▶ _What the exercise asks_: Search the material for the word "VarBuilder" and copy each line that holds it.

___ Given entries

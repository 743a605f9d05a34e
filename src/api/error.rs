use axum::{
    extract::rejection::JsonRejection,
    http::StatusCode,
    response::{IntoResponse, Response},
    Json,
};
use thiserror::Error;

use crate::api::models::ErrorResponse;
use crate::config::ParamError;

/// Every failure on `/generate` is reported as `{"error": ...}` with a 500.
#[derive(Debug, Error)]
pub enum ApiError {
    #[error(transparent)]
    InvalidJson(#[from] JsonRejection),
    #[error(transparent)]
    InvalidParameter(#[from] ParamError),
    #[error(transparent)]
    Generation(#[from] candle_core::Error),
    #[error("generation task failed: {0}")]
    Task(#[from] tokio::task::JoinError),
}

impl IntoResponse for ApiError {
    fn into_response(self) -> Response {
        let error = self.to_string();
        tracing::error!("Request failed: {}", error);
        (StatusCode::INTERNAL_SERVER_ERROR, Json(ErrorResponse { error })).into_response()
    }
}
use candle_core::{DType, Device, Result as CandleResult, Tensor};
use candle_nn::VarBuilder;
use candle_transformers::models::llama::{Cache, Config, Llama};

/// A causal language model that keeps its own attention cache.
///
/// `forward` takes a `[1, seq_len]` tensor of token ids starting at
/// `position` and returns the logits of the last position as a `[vocab]`
/// tensor.
pub trait Model {
    fn forward(&mut self, input_ids: &Tensor, position: usize) -> CandleResult<Tensor>;
    fn clear_cache(&mut self) -> CandleResult<()>;
    fn device(&self) -> &Device;
}

pub struct LlamaModel {
    inner: Llama,
    cache: Cache,
    cfg: Config,
    dtype: DType,
    device: Device,
}

impl LlamaModel {
    pub fn new(vb: VarBuilder, cfg: &Config, dtype: DType, device: &Device) -> CandleResult<Self> {
        let inner = Llama::load(vb, cfg)?;
        let cache = Cache::new(true, dtype, cfg, device)?;

        Ok(Self {
            inner,
            cache,
            cfg: cfg.clone(),
            dtype,
            device: device.clone(),
        })
    }
}

impl Model for LlamaModel {
    fn forward(&mut self, input_ids: &Tensor, position: usize) -> CandleResult<Tensor> {
        let input_ids = input_ids.to_device(&self.device)?;
        let logits = self.inner.forward(&input_ids, position, &mut self.cache)?;
        logits.squeeze(0)
    }

    fn clear_cache(&mut self) -> CandleResult<()> {
        self.cache = Cache::new(true, self.dtype, &self.cfg, &self.device)?;
        Ok(())
    }

    fn device(&self) -> &Device {
        &self.device
    }
}
use axum::{extract::rejection::JsonRejection, extract::State, Json};
use std::sync::Arc;

use crate::api::error::ApiError;
use crate::api::models::{GenerateRequest, GenerateResponse, HealthResponse};
use crate::app_state::AppState;
use crate::llm;

pub async fn health(State(state): State<Arc<AppState>>) -> Json<HealthResponse> {
    Json(HealthResponse {
        status: "ok".to_string(),
        model: state.model_name.clone(),
        profile: state.profile.to_string(),
    })
}

pub async fn generate(
    State(state): State<Arc<AppState>>,
    payload: Result<Json<GenerateRequest>, JsonRejection>,
) -> Result<Json<GenerateResponse>, ApiError> {
    let Json(payload) = payload?;
    let params = state
        .profile
        .resolve(payload.temperature, payload.max_tokens, payload.seed)?;
    tracing::info!(
        "Generate request: {} chars, temperature {}, max_new_tokens {}",
        payload.input_text.len(),
        params.temperature,
        params.max_new_tokens
    );

    let result =
        tokio::task::spawn_blocking(move || run_generation(&state, &payload.input_text, &params))
            .await??;

    tracing::debug!("Generated: {}", result);
    Ok(Json(GenerateResponse { result }))
}

fn run_generation(
    state: &AppState,
    input_text: &str,
    params: &llm::inference::GenerationParams,
) -> Result<String, ApiError> {
    let templated = state.profile.uses_template();
    let prompt = if templated {
        llm::prompt::build_prompt(input_text)
    } else {
        input_text.to_string()
    };

    // generate() starts from a cleared cache, so a lock poisoned by a
    // panicked request is safe to reuse.
    let mut model = state.model.lock().unwrap_or_else(|poisoned| {
        tracing::warn!("Model lock poisoned by an earlier request; reusing it");
        poisoned.into_inner()
    });
    let output_ids = llm::inference::generate(
        &prompt,
        params,
        &state.tokenizer,
        model.as_mut(),
        &state.eos_token_ids,
    )?;
    let decoded = llm::inference::decode(&state.tokenizer, &output_ids)?;
    drop(model);

    if templated {
        Ok(llm::prompt::postprocess(&decoded))
    } else {
        Ok(decoded)
    }
}
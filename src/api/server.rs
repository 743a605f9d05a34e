use axum::{
    routing::{get, post},
    Router,
};
use std::sync::Arc;
use tower_http::{cors::CorsLayer, trace::TraceLayer};

use crate::api::handlers::{generate, health};
use crate::AppState;

pub fn create_router(state: Arc<AppState>) -> Router {
    Router::new()
        .route("/health", get(health))
        .route("/generate", post(generate))
        .layer(CorsLayer::permissive())
        .layer(TraceLayer::new_for_http())
        .with_state(state)
}
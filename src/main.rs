use std::sync::Arc;

use anyhow::Error;
use tracing_subscriber::EnvFilter;

use testcase_serve::api::server::create_router;
use testcase_serve::config::ServerConfig;
use testcase_serve::llm::loader;
use testcase_serve::AppState;

#[tokio::main]
async fn main() -> Result<(), Error> {
    let filter = EnvFilter::try_from_default_env().unwrap_or_else(|_| EnvFilter::new("info"));
    tracing_subscriber::fmt().with_env_filter(filter).init();

    let config = ServerConfig::from_env()?;
    tracing::info!("Starting with {:?}", config);

    let load_config = config.clone();
    let loaded = tokio::task::spawn_blocking(move || loader::load(&load_config)).await??;
    tracing::info!(
        "Model {} loaded on {:?}, eos tokens {:?}",
        config.model_id,
        loaded.device,
        loaded.eos_token_ids
    );

    let state = Arc::new(AppState::new(
        Box::new(loaded.model),
        loaded.tokenizer,
        config.model_id.clone(),
        config.profile,
        loaded.eos_token_ids,
    ));
    let app = create_router(state);

    let listener = tokio::net::TcpListener::bind(config.bind_address()).await?;
    tracing::info!("Serving {} profile on http://{}", config.profile, config.bind_address());
    axum::serve(listener, app).await?;

    Ok(())
}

______

▶ _Exercise output_:
use candle_nn::VarBuilder;
    pub fn new(vb: VarBuilder, cfg: &Config, dtype: DType, device: &Device) -> CandleResult<Self> {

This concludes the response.